Processing Total Ordering of Events By Key using A

2020-06-19 11:30发布

问题:

Problem Context

I am trying to generate a total (linear) order of event items per key from a real-time stream where the order is event time (derived from the event payload).

Approach

I had attempted to implement this using streaming as follows:

1) Set up a non overlapping sequential windows, e.g. duration 5 minutes

2) Establish an allowed lateness - it is fine to discard late events

3) Set accumulation mode to retain all fired panes

4) Use the "AfterwaterMark" trigger

5) When handling a triggered pane, only consider the pane if it is the final one

6) Use GroupBy.perKey to ensure all events in this window for this key will be processed as a unit on a single resource

While this approach ensures linear order for each key within a given window, it does not make that guarantee across multiple windows, e.g. there could be a window of events for the key which occurs after that is being processed at the same time as the earlier window, this could easily happen if the first window failed and had to be retried.

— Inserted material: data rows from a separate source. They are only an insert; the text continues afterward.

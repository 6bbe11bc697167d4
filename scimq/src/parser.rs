use crate::ast::{CompareOp, Filter};
use crate::error::ParseError;
use crate::grammar::{Rule, ScimqParser};
use crate::value::{Number, Value};
use pest::iterators::Pair;
use pest::Parser;

/// Parse the textual filter form into a [`Filter`] tree.
///
/// The parser enforces the operand typing rules, so every tree it returns
/// satisfies the AST invariants: `sw`/`co` carry strings, the ordering
/// operators carry strings or numbers, `pr` carries nothing.
pub fn parse_filter(input: &str) -> Result<Filter, ParseError> {
    if input.trim().is_empty() {
        return Err(ParseError::Empty);
    }
    let mut pairs =
        ScimqParser::parse(Rule::Filter, input).map_err(|e| ParseError::Syntax(e.to_string()))?;
    let filter = pairs.next().ok_or(ParseError::Empty)?;
    let expr = filter.into_inner().next().ok_or(ParseError::Empty)?;
    parse_expr(expr)
}

fn parse_expr(pair: Pair<Rule>) -> Result<Filter, ParseError> {
    expect_rule(&pair, Rule::Expr, "Expr")?;
    let mut inner = pair.into_inner();
    let first = inner.next().ok_or(ParseError::Empty)?;
    let mut result = parse_and_group(first)?;
    while let Some(op) = inner.next() {
        expect_rule(&op, Rule::Or, "or")?;
        let right = inner.next().ok_or(ParseError::MissingRight("or"))?;
        result = result.or(parse_and_group(right)?);
    }
    Ok(result)
}

fn parse_and_group(pair: Pair<Rule>) -> Result<Filter, ParseError> {
    expect_rule(&pair, Rule::AndGroup, "AndGroup")?;
    let mut inner = pair.into_inner();
    let first = inner.next().ok_or(ParseError::Empty)?;
    let mut result = parse_unary(first)?;
    while let Some(op) = inner.next() {
        expect_rule(&op, Rule::And, "and")?;
        let right = inner.next().ok_or(ParseError::MissingRight("and"))?;
        result = result.and(parse_unary(right)?);
    }
    Ok(result)
}

fn parse_unary(pair: Pair<Rule>) -> Result<Filter, ParseError> {
    expect_rule(&pair, Rule::Unary, "Unary")?;
    let mut inner = pair.into_inner();
    let first = inner.next().ok_or(ParseError::Empty)?;
    match first.as_rule() {
        Rule::NotOp => {
            let operand = inner.next().ok_or(ParseError::MissingRight("not"))?;
            Ok(parse_unary(operand)?.not())
        }
        Rule::Primary => parse_primary(first),
        other => Err(ParseError::UnexpectedRule { expected: "not or Primary", got: other }),
    }
}

fn parse_primary(pair: Pair<Rule>) -> Result<Filter, ParseError> {
    let inner = pair.into_inner().next().ok_or(ParseError::Empty)?;
    match inner.as_rule() {
        Rule::Parens => {
            let expr = inner.into_inner().next().ok_or(ParseError::Empty)?;
            parse_expr(expr)
        }
        Rule::Predicate => parse_predicate(inner),
        other => Err(ParseError::UnexpectedRule { expected: "Parens or Predicate", got: other }),
    }
}

fn parse_predicate(pair: Pair<Rule>) -> Result<Filter, ParseError> {
    let mut inner = pair.into_inner();
    let attr_pair = inner.next().ok_or(ParseError::Empty)?;
    expect_rule(&attr_pair, Rule::Attribute, "Attribute")?;
    let attr = attr_pair.as_str().to_string();

    let next = inner.next().ok_or(ParseError::MissingRight("attribute"))?;
    match next.as_rule() {
        Rule::Present => Ok(Filter::pr(attr)),
        Rule::CompOp => {
            let op = compare_op(next.as_str())?;
            let literal = inner.next().ok_or(ParseError::MissingRight(op.keyword()))?;
            let value = parse_literal(literal)?;
            check_operand(op, &value)?;
            Ok(Filter::Compare { attr, op, value })
        }
        other => Err(ParseError::UnexpectedRule { expected: "operator or pr", got: other }),
    }
}

fn compare_op(keyword: &str) -> Result<CompareOp, ParseError> {
    match keyword.to_ascii_lowercase().as_str() {
        "eq" => Ok(CompareOp::Eq),
        "ne" => Ok(CompareOp::Ne),
        "lt" => Ok(CompareOp::Lt),
        "le" => Ok(CompareOp::Le),
        "gt" => Ok(CompareOp::Gt),
        "ge" => Ok(CompareOp::Ge),
        "sw" => Ok(CompareOp::Sw),
        "co" => Ok(CompareOp::Co),
        other => Err(ParseError::Syntax(format!("unknown operator \"{}\"", other))),
    }
}

fn check_operand(op: CompareOp, value: &Value) -> Result<(), ParseError> {
    let ok = match op {
        CompareOp::Eq | CompareOp::Ne => true,
        CompareOp::Sw | CompareOp::Co => matches!(value, Value::Str(_)),
        CompareOp::Lt | CompareOp::Le | CompareOp::Gt | CompareOp::Ge => value.is_ordered(),
    };
    if ok {
        Ok(())
    } else {
        Err(ParseError::InvalidOperand { op: op.keyword(), value: value.type_name() })
    }
}

fn parse_literal(pair: Pair<Rule>) -> Result<Value, ParseError> {
    expect_rule(&pair, Rule::Literal, "Literal")?;
    let inner = pair.into_inner().next().ok_or(ParseError::Empty)?;
    match inner.as_rule() {
        Rule::String => {
            let raw = inner.into_inner().next().map(|p| p.as_str()).unwrap_or_default();
            Ok(Value::Str(unescape(raw)))
        }
        Rule::Number => {
            let text = inner.as_str();
            let number =
                Number::parse(text).ok_or_else(|| ParseError::InvalidNumber(text.to_string()))?;
            Ok(Value::Num(number))
        }
        Rule::Boolean => Ok(Value::Bool(inner.as_str().eq_ignore_ascii_case("true"))),
        Rule::Null => Ok(Value::Null),
        other => Err(ParseError::UnexpectedRule { expected: "literal", got: other }),
    }
}

fn unescape(raw: &str) -> String {
    let mut out = String::with_capacity(raw.len());
    let mut chars = raw.chars();
    while let Some(c) = chars.next() {
        if c != '\\' {
            out.push(c);
            continue;
        }
        match chars.next() {
            Some('"') => out.push('"'),
            Some('\\') => out.push('\\'),
            Some('/') => out.push('/'),
            Some('b') => out.push('\u{0008}'),
            Some('f') => out.push('\u{000C}'),
            Some('n') => out.push('\n'),
            Some('r') => out.push('\r'),
            Some('t') => out.push('\t'),
            Some(other) => out.push(other),
            None => {}
        }
    }
    out
}

fn expect_rule(pair: &Pair<Rule>, rule: Rule, expected: &'static str) -> Result<(), ParseError> {
    if pair.as_rule() == rule {
        Ok(())
    } else {
        Err(ParseError::UnexpectedRule { expected, got: pair.as_rule() })
    }
}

I'm considering adapting this approach where the realtime stream can first be processed so that it partitions the events by key and writes them to files named by their window range. Due to the parallel nature of beam processing, these files will also be generated out of order. A single process coordinator could then submit these files sequentially to a batch pipeline - only submitting the next one when it has received the previous file and that downstream processing of it has completed successfully.

The problem is that Apache Beam will only fire a pane if there was at least one time element in that time window. Thus if there are gaps in events then there could be gaps in the files that are generated - i.e. missing files. The problem with having missing files is that the coordinating batch processor cannot make the distinction between knowing whether the time window has passed with no data or if there has been a failure in which case it cannot proceed until the file finally arrives.

One way to force the event windows to trigger might be to somehow add dummy events to the stream for each partition and time window. However, this is tricky to do...if there are large gaps in the time sequence then if these dummy events occur surrounded by events much later then they will be discarded as being late.

Are there other approaches to ensuring there is a trigger for every possible event window, even if that results in outputting empty files?

Is generating a total ordering by key from a realtime stream a tractable problem with Apache Beam? Is there another approach I should be considering?

回答1:

Depending on your definition of tractable, it is certainly possible to totally order a stream per key by event timestamp in Apache Beam.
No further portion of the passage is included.